Une épargne de précaution
Guillaume Rosenwald, de la MACSF, est quant à lui beaucoup
plus réservé : “il est totalement artificiel de lier la réforme de l’assurance-vie au financement des entreprises, car il n’y a actuellement aucun problème à réinjecter de l’argent dans les PME par le biais de l’assurance-vie”. “En supprimant l’ISF, le gouvernement a supprimé une possibilité d’optimisation fiscale qui consistait à investir dans les PME”, rappelle ce
dernier. “Les épargnants français n’aiment pas le risque.

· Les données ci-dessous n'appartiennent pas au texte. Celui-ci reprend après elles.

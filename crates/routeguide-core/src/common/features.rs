//! Read-only index over the feature database.
//!
//! The database is an ordered list of named locations, loaded once at startup
//! and never mutated afterwards, so the index needs no synchronization and is
//! shared between calls behind an `Arc`.
//!
//! ## File format
//!
//! [`load_features`] accepts either a bare JSON array of features or the same
//! array wrapped in a `{"feature": [...]}` object:
//!
//! ```json
//! [{ "location": { "latitude": 407838351, "longitude": -746143763 },
//!    "name": "Patriots Path, Mendham, NJ 07945, USA" }]
//! ```
//!
//! A missing `name` reads as empty and a missing `location` as the origin.

use crate::{
    Error, Result,
    geo::rectangle_contains,
    proto::{Feature, Point, Rectangle},
    types::Location,
};
use serde::Deserialize;
use std::{fs::File, io::BufReader, path::Path};

/// Whether `feature` names something. An unnamed feature is the sentinel for
/// "nothing at this location".
pub fn exists(feature: &Feature) -> bool {
    !feature.name.is_empty()
}

/// Immutable, ordered collection of features.
#[derive(Debug, Clone, Default)]
pub struct FeatureIndex {
    features: Vec<Feature>,
}

impl FeatureIndex {
    pub fn new(features: Vec<Feature>) -> Self {
        Self { features }
    }

    /// Returns the first feature stored at exactly `location`, or an unnamed
    /// feature at `location` if there is none.
    pub fn lookup(&self, location: Location) -> Feature {
        self.features
            .iter()
            .find(|feature| Location::from_optional(feature.location.as_ref()) == location)
            .cloned()
            .unwrap_or_else(|| Feature {
                name: String::new(),
                location: Some(location.into()),
            })
    }

    /// Lazily yields every named feature inside `rect`, in storage order.
    pub fn query<'a>(&'a self, rect: &'a Rectangle) -> impl Iterator<Item = &'a Feature> + 'a {
        self.features.iter().filter(move |feature| {
            exists(feature)
                && rectangle_contains(rect, Location::from_optional(feature.location.as_ref()))
        })
    }

    pub fn iter(&self) -> impl Iterator<Item = &Feature> {
        self.features.iter()
    }

    pub fn len(&self) -> usize {
        self.features.len()
    }

    pub fn is_empty(&self) -> bool {
        self.features.is_empty()
    }
}

impl From<Vec<Feature>> for FeatureIndex {
    fn from(features: Vec<Feature>) -> Self {
        Self::new(features)
    }
}

#[derive(Deserialize)]
#[serde(untagged)]
enum FeatureDatabase {
    Bare(Vec<FeatureRecord>),
    Wrapped { feature: Vec<FeatureRecord> },
}

#[derive(Deserialize)]
struct FeatureRecord {
    #[serde(default)]
    name: String,
    #[serde(default)]
    location: Option<PointRecord>,
}

#[derive(Deserialize)]
struct PointRecord {
    #[serde(default)]
    latitude: i32,
    #[serde(default)]
    longitude: i32,
}

impl From<FeatureRecord> for Feature {
    fn from(record: FeatureRecord) -> Self {
        let location = record.location.map_or_else(Point::default, |p| Point {
            latitude: p.latitude,
            longitude: p.longitude,
        });
        Feature {
            name: record.name,
            location: Some(location),
        }
    }
}

impl FeatureDatabase {
    fn into_features(self) -> Vec<Feature> {
        let records = match self {
            FeatureDatabase::Bare(records) | FeatureDatabase::Wrapped { feature: records } => {
                records
            }
        };
        records.into_iter().map(Feature::from).collect()
    }
}

/// Parses a feature database from its JSON text.
///
/// # Errors
///
/// Returns [`Error::FeatureDatabase`] if the text is not one of the accepted
/// shapes.
pub fn parse_features(json: &str) -> Result<Vec<Feature>> {
    serde_json::from_str::<FeatureDatabase>(json)
        .map(FeatureDatabase::into_features)
        .map_err(|e| Error::FeatureDatabase {
            path: "<inline>".to_string(),
            reason: e.to_string(),
        })
}

/// Loads the feature database at `path`, preserving file order.
///
/// # Errors
///
/// Returns [`Error::FeatureDatabase`] if the file cannot be opened or parsed.
pub fn load_features(path: impl AsRef<Path>) -> Result<Vec<Feature>> {
    let path = path.as_ref();
    let db_error = |reason: String| Error::FeatureDatabase {
        path: path.display().to_string(),
        reason,
    };

    let file = File::open(path).map_err(|e| db_error(e.to_string()))?;
    serde_json::from_reader::<_, FeatureDatabase>(BufReader::new(file))
        .map(FeatureDatabase::into_features)
        .map_err(|e| db_error(e.to_string()))
}

#[cfg(test)]
mod tests {
    use super::*;

    fn feature(name: &str, latitude: i32, longitude: i32) -> Feature {
        Feature {
            name: name.to_string(),
            location: Some(Point {
                latitude,
                longitude,
            }),
        }
    }

    fn rect(lo: (i32, i32), hi: (i32, i32)) -> Rectangle {
        Rectangle {
            lo: Some(Point {
                latitude: lo.0,
                longitude: lo.1,
            }),
            hi: Some(Point {
                latitude: hi.0,
                longitude: hi.1,
            }),
        }
    }

    #[test]
    fn lookup_returns_stored_feature() {
        let pier = Location::from_degrees(38.0, -122.5);
        let index = FeatureIndex::new(vec![feature("Pier", pier.latitude, pier.longitude)]);

        let found = index.lookup(pier);
        assert_eq!(found.name, "Pier");
        assert_eq!(Location::from_optional(found.location.as_ref()), pier);
    }

    #[test]
    fn lookup_miss_returns_unnamed_feature_at_query_point() {
        let index = FeatureIndex::new(vec![feature("Pier", 380_000_000, -1_225_000_000)]);
        let origin = Location::new(0, 0);

        let found = index.lookup(origin);
        assert!(!exists(&found));
        assert_eq!(found.location, Some(Point::from(origin)));

        let odd = Location::new(-1, 123_456_789);
        assert_eq!(Location::from_optional(index.lookup(odd).location.as_ref()), odd);
    }

    #[test]
    fn lookup_returns_first_match_in_storage_order() {
        let index = FeatureIndex::new(vec![feature("first", 5, 5), feature("second", 5, 5)]);
        assert_eq!(index.lookup(Location::new(5, 5)).name, "first");
    }

    #[test]
    fn query_filters_by_bounds_and_skips_unnamed() {
        let index = FeatureIndex::new(vec![
            feature("a", 1, 1),
            feature("", 2, 2),
            feature("b", 20, 20),
            feature("c", 10, 0),
        ]);

        let bounds = rect((10, 10), (0, 0));
        let names: Vec<_> = index
            .query(&bounds)
            .map(|f| f.name.as_str())
            .collect();
        assert_eq!(names, ["a", "c"]);
    }

    #[test]
    fn query_with_no_matches_is_empty() {
        let index = FeatureIndex::new(vec![feature("a", 1, 1)]);
        assert_eq!(index.query(&rect((50, 50), (60, 60))).count(), 0);
    }

    #[test]
    fn parses_bare_and_wrapped_databases() {
        let bare = r#"[
            {"location": {"latitude": 407838351, "longitude": -746143763}, "name": "Patriots Path"},
            {"location": {"latitude": 0}, "name": ""},
            {"name": "Nowhere"}
        ]"#;
        let features = parse_features(bare).unwrap();
        assert_eq!(features.len(), 3);
        assert_eq!(features[0], feature("Patriots Path", 407_838_351, -746_143_763));
        assert_eq!(features[1], feature("", 0, 0));
        assert_eq!(features[2], feature("Nowhere", 0, 0));

        let wrapped = r#"{"feature": [{"location": {"latitude": 1, "longitude": 2}, "name": "x"}]}"#;
        assert_eq!(parse_features(wrapped).unwrap(), vec![feature("x", 1, 2)]);
    }

    #[test]
    fn malformed_database_is_reported() {
        assert!(matches!(
            parse_features("{\"nope\": 1}"),
            Err(Error::FeatureDatabase { .. })
        ));
        assert!(matches!(
            load_features("/definitely/not/here.json"),
            Err(Error::FeatureDatabase { .. })
        ));
    }
}
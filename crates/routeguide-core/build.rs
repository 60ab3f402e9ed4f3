/// Builds the gRPC client and server code for the `route_guide.proto`
/// definition using `tonic-prost-build`.
///
/// The Protocol Buffer definitions in the `proto` directory are compiled into
/// Rust modules with gRPC bindings in the crate's `OUT_DIR`, alongside an
/// encoded file descriptor set used by the server's reflection service.
///
/// # Files and Paths
///
/// - Proto file: `proto/route_guide.proto`
/// - Includes: `proto/`
/// - Descriptor set: `$OUT_DIR/routeguide_descriptor.bin`
///
/// # Panics
///
/// This function will `panic!` if code generation fails, which requires a
/// `protoc` binary on the `PATH` (or `PROTOC` set).
///
/// # Output
///
/// Generated code is exposed in Rust via:
///
/// ```rust
/// pub mod proto {
///     tonic::include_proto!("routeguide");
/// }
/// ```
use std::env;
use std::path::PathBuf;
fn main() {
    let out_dir = PathBuf::from(env::var("OUT_DIR").unwrap());
    let descriptor_path = out_dir.join("routeguide_descriptor.bin");

    println!("cargo:rerun-if-changed=proto/route_guide.proto");

    let mut config = tonic_prost_build::Config::new();
    config.file_descriptor_set_path(&descriptor_path);

    tonic_prost_build::configure()
        .compile_with_config(config, &["proto/route_guide.proto"], &["proto"])
        .unwrap();
}
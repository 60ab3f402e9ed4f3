use anyhow::bail;
use clap::Parser;
use core::time::Duration;
use std::path::PathBuf;

/// Runtime configuration for the `routeguide-server` binary.
///
/// All values are parsed from CLI arguments or environment variables (a `.env`
/// file is honored), with defaults suitable for running the demo locally.
#[derive(Parser, Debug, Clone)]
#[command(
    name = "routeguide-server",
    version,
    about = "A gRPC RouteGuide service: features, route summaries and route chat"
)]
pub struct CliArgs {
    /// Address to listen on (TCP or Unix socket path; use --uds for Unix
    /// socket).
    ///
    /// Example: "0.0.0.0:8980" or "/tmp/routeguide.sock"
    ///
    /// Environment variable: `SERVER_ADDR`
    #[arg(long, env = "SERVER_ADDR", default_value_t = String::from("0.0.0.0:8980"))]
    pub server_addr: String,

    /// Listen on a Unix socket instead of TCP. If set, `SERVER_ADDR` must be a
    /// file path.
    #[arg(short, long, default_value_t = false)]
    pub uds: bool,

    /// Path to the JSON feature database loaded at startup.
    ///
    /// Environment variable: `FEATURE_DB`
    #[arg(long, env = "FEATURE_DB", default_value = "data/route_guide_db.json")]
    pub feature_db: PathBuf,

    /// Capacity of the outbound buffer for streamed responses
    /// (`ListFeatures`, `RouteChat`).
    ///
    /// A full buffer suspends the producing session until the client reads.
    ///
    /// Environment variable: `STREAM_BUFFER_SIZE`
    #[arg(long, env = "STREAM_BUFFER_SIZE", default_value_t = 8)]
    pub stream_buffer_size: usize,

    /// Seconds to wait for in-flight calls to finish on shutdown before they
    /// are cancelled.
    ///
    /// Environment variable: `SHUTDOWN_TIMEOUT`
    #[arg(long, env = "SHUTDOWN_TIMEOUT", default_value_t = 3)]
    pub shutdown_timeout: u64,
}

#[derive(Debug, Clone)]
pub struct ServerConfig {
    pub server_addr: String,
    pub uds: bool,
    pub feature_db: PathBuf,
    pub stream_buffer_size: usize,
    pub shutdown_timeout: Duration,
}

impl Default for ServerConfig {
    fn default() -> Self {
        Self {
            server_addr: String::from("0.0.0.0:8980"),
            uds: false,
            feature_db: PathBuf::from("data/route_guide_db.json"),
            stream_buffer_size: 8,
            shutdown_timeout: Duration::from_secs(3),
        }
    }
}

impl TryFrom<CliArgs> for ServerConfig {
    type Error = anyhow::Error;

    fn try_from(args: CliArgs) -> Result<Self, Self::Error> {
        if args.stream_buffer_size == 0 {
            bail!("STREAM_BUFFER_SIZE must be greater than 0");
        }

        if args.shutdown_timeout == 0 {
            bail!("SHUTDOWN_TIMEOUT must be greater than 0");
        }

        Ok(Self {
            server_addr: args.server_addr,
            uds: args.uds,
            feature_db: args.feature_db,
            stream_buffer_size: args.stream_buffer_size,
            shutdown_timeout: Duration::from_secs(args.shutdown_timeout),
        })
    }
}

Ils se retireront des unités de compte (UC) si leur capital n’est plus garanti”,
ajoute-t-il. “Pour les Français, l’épargne sert prioritairement à s’assurer contre les aléas de l’existence plutôt qu’à rechercher un bon rendement”, confirme Olivier Sentis qui poursuit : “nous ne souhaitons pas une réforme profonde de l’assurance-vie, car en France il s’agit pour beaucoup d’une assurance de précaution”. Un argument que réfute JeanNoël Barrot : “l’épargne de précaution est naturelle et existe partout dans le monde. Chaque personne a besoin d’une épargne de précaution, mais aussi d’une épargne à moyen terme et d’une autre à plus longue échéance pour compléter sa retraite”. “Les assureurs privilégient essentiellement l’épargne liquide”, regrette JeanNoël Barrot, qui estime que “à taille d’actifs constants, il est parfaitement possible de réorganiser les choses ; les assureurs pourraient mettre en place des fonds en euros bonifiés sur les nouveaux contrats”. Et d’affirmer : “le gouvernement ne touchera pas aux anciens contrats”. “Nous espérons que, de même qu’il est possible de faire évoluer les fonds euros vers les UC, nous pourrons les faire évoluer vers de l’épargne retraite”, ajoute
Jean-Noël Barrot. “Le système actuel fonctionne, mais n’est sans doute pas assez investi en UC de private equity ou de PME cotées”,
reconnaît Olivier Sentis. “La culture financière des Français est impossible à changer en quelques années”, affirme Guillaume Rosenwald. À voir. Lors de la consultation publique initiée par Bercy, sur 1 079 votes concernant le financement des entreprises, 807 personnes physiques ou morales se sont prononcées en faveur de la proposition, 108 contre et 164 seulement étaient “mitigées”. Le Pacte devrait être présenté en conseil des ministres le 18 avril prochain.